→ **Activity**: Filter the data for "crate" and copy matching lines.

Saved data entries
▬▬▬▬▬▬
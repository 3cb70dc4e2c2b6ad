//! CPAL input device discovery and capture.
//!
//! [`CpalInput`] finds an input device and streams its samples into a
//! [`FeedProducer`]. The engine side reads them with
//! [`Mltk::drain`](crate::Mltk::drain).
//!
//! # Example: Analyse the Default Input
//!
//! ```no_run
//! use mltk::{capture, CpalInput, Mltk};
//!
//! let mut input = CpalInput::default_input().expect("no input device");
//! let config = input.mltk_config();
//! let (tx, mut rx) = capture::feed(config.channels, config.frame_size, 16);
//! input.start(tx)?;
//!
//! let mut mltk = Mltk::standard(config)?;
//! loop {
//!     mltk.drain(&mut rx)?;
//!     std::thread::sleep(std::time::Duration::from_millis(5));
//! }
//! # Ok::<(), mltk::Error>(())
//! ```

use cpal::traits::{DeviceTrait, HostTrait, StreamTrait};
use cpal::{SampleFormat, SupportedStreamConfig};

use crate::capture::FeedProducer;
use crate::error::{Error, Result};
use crate::mltk::MltkConfig;

/// Preallocated conversion space for integer sample formats
const SCRATCH_SAMPLES: usize = 1 << 14;

/// A discovered audio input device.
///
/// Use [`CpalInput::default_input`] for the system default,
/// [`CpalInput::by_name`] to pick one, or [`CpalInput::list_inputs`] to
/// enumerate. Capture runs from [`start`](Self::start) until
/// [`stop`](Self::stop) or drop.
pub struct CpalInput {
    device: cpal::Device,
    config: SupportedStreamConfig,
    name: String,
    sample_rate: u32,
    channels: u16,
    stream: Option<cpal::Stream>,
}

impl CpalInput {
    fn from_device(device: cpal::Device) -> Option<Self> {
        let config = device.default_input_config().ok()?;
        let name = device.name().unwrap_or_else(|_| "Unknown".into());
        Some(Self {
            sample_rate: config.sample_rate().0,
            channels: config.channels(),
            name,
            device,
            config,
            stream: None,
        })
    }

    /// The system's default input device, or `None` if there is none.
    pub fn default_input() -> Option<Self> {
        let host = cpal::default_host();
        Self::from_device(host.default_input_device()?)
    }

    /// Every input device with a usable default configuration.
    ///
    /// ```no_run
    /// # use mltk::CpalInput;
    /// for device in CpalInput::list_inputs() {
    ///     println!("{}: {} Hz, {} ch", device.name(), device.sample_rate(), device.channels());
    /// }
    /// ```
    pub fn list_inputs() -> Vec<Self> {
        let host = cpal::default_host();
        host.input_devices()
            .map(|devices| devices.filter_map(Self::from_device).collect())
            .unwrap_or_default()
    }

    /// The first input device whose name contains `name`.
    pub fn by_name(name: &str) -> Option<Self> {
        Self::list_inputs().into_iter().find(|d| d.name.contains(name))
    }

    pub fn name(&self) -> &str {
        &self.name
    }

    pub fn sample_rate(&self) -> u32 {
        self.sample_rate
    }

    pub fn channels(&self) -> u16 {
        self.channels
    }

    /// Default engine configuration with this device's rate and channel count.
    pub fn mltk_config(&self) -> MltkConfig {
        MltkConfig::default()
            .with_sample_rate(self.sample_rate)
            .with_channels(self.channels as usize)
    }

    pub fn is_running(&self) -> bool {
        self.stream.is_some()
    }

    /// Open the stream and start pushing samples into `feed`.
    ///
    /// A running stream is replaced.
    pub fn start(&mut self, feed: FeedProducer) -> Result<()> {
        if feed.channels() != self.channels as usize {
            return Err(Error::Device(format!(
                "feed carries {} channels, `{}` delivers {}",
                feed.channels(),
                self.name,
                self.channels
            )));
        }

        let stream = build_stream(
            &self.device,
            self.config.sample_format(),
            &self.config.config(),
            feed,
        )?;
        stream.play().map_err(|e| Error::Device(e.to_string()))?;

        tracing::debug!(
            device = %self.name,
            sample_rate = self.sample_rate,
            channels = self.channels,
            format = ?self.config.sample_format(),
            "input stream started"
        );
        self.stream = Some(stream);
        Ok(())
    }

    /// Close the stream. The feed's producer half is dropped with it.
    pub fn stop(&mut self) {
        if self.stream.take().is_some() {
            tracing::debug!(device = %self.name, "input stream stopped");
        }
    }
}

fn build_stream(
    device: &cpal::Device,
    sample_format: SampleFormat,
    stream_config: &cpal::StreamConfig,
    mut feed: FeedProducer,
) -> Result<cpal::Stream> {
    let on_error = |err: cpal::StreamError| tracing::error!(%err, "input stream error");
    let mut scratch: Vec<f32> = Vec::with_capacity(SCRATCH_SAMPLES);

    let stream = match sample_format {
        SampleFormat::F32 => device.build_input_stream(
            stream_config,
            move |data: &[f32], _: &cpal::InputCallbackInfo| {
                feed.push_interleaved(data);
            },
            on_error,
            None,
        ),
        SampleFormat::I16 => device.build_input_stream(
            stream_config,
            move |data: &[i16], _: &cpal::InputCallbackInfo| {
                scratch.clear();
                scratch.extend(data.iter().map(|&s| s as f32 / 32768.0));
                feed.push_interleaved(&scratch);
            },
            on_error,
            None,
        ),
        SampleFormat::U16 => device.build_input_stream(
            stream_config,
            move |data: &[u16], _: &cpal::InputCallbackInfo| {
                scratch.clear();
                scratch.extend(data.iter().map(|&s| (s as f32 - 32768.0) / 32768.0));
                feed.push_interleaved(&scratch);
            },
            on_error,
            None,
        ),
        other => {
            return Err(Error::Device(format!("unsupported sample format: {:?}", other)));
        }
    };

    stream.map_err(|e| Error::Device(e.to_string()))
}
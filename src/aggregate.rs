//! Summary statistics over a pool's recorded series

use std::collections::BTreeMap;

use itertools::{Itertools, MinMaxResult};
use serde::Serialize;

use crate::pool::Pool;
use crate::value::{Value, ValueKind};

/// Mean, population variance, minimum and maximum of one key.
///
/// For vector series every field is a vector of the same length, computed
/// component-wise across the recorded values.
#[derive(Clone, Debug, PartialEq, Serialize)]
pub struct Statistics {
    pub mean: Value,
    pub var: Value,
    pub min: Value,
    pub max: Value,
}

/// A point-in-time summary of every aggregatable key in a pool.
///
/// Keys iterate in lexicographic order, which is also the order they are
/// serialized in.
#[derive(Clone, Debug, Default, PartialEq, Serialize)]
#[serde(transparent)]
pub struct AggregateSnapshot {
    entries: BTreeMap<String, Statistics>,
}

impl AggregateSnapshot {
    /// Summarise every key in `pool`.
    ///
    /// Keys with no values, mixed value kinds, or vectors of unequal length
    /// are left out.
    pub fn from_pool(pool: &Pool) -> Self {
        let mut entries = BTreeMap::new();
        for (key, series) in pool.iter() {
            if let Some(stats) = summarise(key, series) {
                entries.insert(key.to_owned(), stats);
            }
        }
        Self { entries }
    }

    pub fn get(&self, key: &str) -> Option<&Statistics> {
        self.entries.get(key)
    }

    pub fn keys(&self) -> impl Iterator<Item = &str> {
        self.entries.keys().map(String::as_str)
    }

    pub fn iter(&self) -> impl Iterator<Item = (&str, &Statistics)> {
        self.entries.iter().map(|(k, v)| (k.as_str(), v))
    }

    pub fn len(&self) -> usize {
        self.entries.len()
    }

    pub fn is_empty(&self) -> bool {
        self.entries.is_empty()
    }
}

fn summarise(key: &str, series: &[Value]) -> Option<Statistics> {
    let first = series.first()?;
    if !series.iter().map(Value::kind).all_equal() {
        tracing::warn!(key, "mixed value kinds, skipping aggregate");
        return None;
    }

    match first.kind() {
        ValueKind::Real => {
            let column: Vec<f32> = series.iter().filter_map(Value::as_real).collect();
            let (mean, var, min, max) = column_stats(&column);
            Some(Statistics {
                mean: Value::Real(mean),
                var: Value::Real(var),
                min: Value::Real(min),
                max: Value::Real(max),
            })
        }
        ValueKind::Vector => {
            if !series.iter().map(|v| v.as_slice().len()).all_equal() {
                tracing::warn!(key, "vector lengths differ, skipping aggregate");
                return None;
            }

            let width = first.as_slice().len();
            let mut stats = [
                Vec::with_capacity(width),
                Vec::with_capacity(width),
                Vec::with_capacity(width),
                Vec::with_capacity(width),
            ];
            let mut column = Vec::with_capacity(series.len());
            for i in 0..width {
                column.clear();
                column.extend(series.iter().map(|v| v.as_slice()[i]));
                let (mean, var, min, max) = column_stats(&column);
                for (out, x) in stats.iter_mut().zip([mean, var, min, max]) {
                    out.push(x);
                }
            }

            let [mean, var, min, max] = stats;
            Some(Statistics {
                mean: Value::Vector(mean),
                var: Value::Vector(var),
                min: Value::Vector(min),
                max: Value::Vector(max),
            })
        }
    }
}

/// Two-pass mean and population variance in f64, plus min and max.
/// `column` must not be empty.
fn column_stats(column: &[f32]) -> (f32, f32, f32, f32) {
    let n = column.len() as f64;
    let mean = column.iter().map(|&x| x as f64).sum::<f64>() / n;
    let var = column
        .iter()
        .map(|&x| {
            let d = x as f64 - mean;
            d * d
        })
        .sum::<f64>()
        / n;

    let (min, max) = match column.iter().copied().minmax_by(f32::total_cmp) {
        MinMaxResult::NoElements => (0.0, 0.0),
        MinMaxResult::OneElement(x) => (x, x),
        MinMaxResult::MinMax(lo, hi) => (lo, hi),
    };

    (mean as f32, var as f32, min, max)
}

#[cfg(test)]
mod tests {
    use super::*;

    #[test]
    fn real_series() {
        let mut pool = Pool::new();
        for x in [1.0, 2.0, 3.0, 4.0] {
            pool.write("rms", Value::Real(x));
        }
        let snap = AggregateSnapshot::from_pool(&pool);
        let s = snap.get("rms").unwrap();
        assert_eq!(s.mean, Value::Real(2.5));
        assert_eq!(s.var, Value::Real(1.25));
        assert_eq!(s.min, Value::Real(1.0));
        assert_eq!(s.max, Value::Real(4.0));
    }

    #[test]
    fn vector_series_is_component_wise() {
        let mut pool = Pool::new();
        pool.write("bands", Value::Vector(vec![1.0, 10.0]));
        pool.write("bands", Value::Vector(vec![3.0, 10.0]));
        let snap = AggregateSnapshot::from_pool(&pool);
        let s = snap.get("bands").unwrap();
        assert_eq!(s.mean, Value::Vector(vec![2.0, 10.0]));
        assert_eq!(s.var, Value::Vector(vec![1.0, 0.0]));
        assert_eq!(s.min, Value::Vector(vec![1.0, 10.0]));
        assert_eq!(s.max, Value::Vector(vec![3.0, 10.0]));
    }

    #[test]
    fn unaggregatable_keys_are_skipped() {
        let mut pool = Pool::new();
        pool.write("empty", Value::Real(1.0));
        pool.clear();
        pool.write("mixed", Value::Real(1.0));
        pool.write("mixed", Value::Vector(vec![1.0]));
        pool.write("ragged", Value::Vector(vec![1.0]));
        pool.write("ragged", Value::Vector(vec![1.0, 2.0]));
        pool.write("ok", Value::Real(0.0));

        let snap = AggregateSnapshot::from_pool(&pool);
        assert_eq!(snap.keys().collect::<Vec<_>>(), ["ok"]);
    }
}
▬▬▬▬▬▬
→ **Task output**:
//! [`Mltk::drain`](crate::Mltk::drain).
use crate::capture::FeedProducer;
use crate::error::{Error, Result};
use crate::mltk::MltkConfig;
use crate::pool::Pool;
use crate::value::{Value, ValueKind};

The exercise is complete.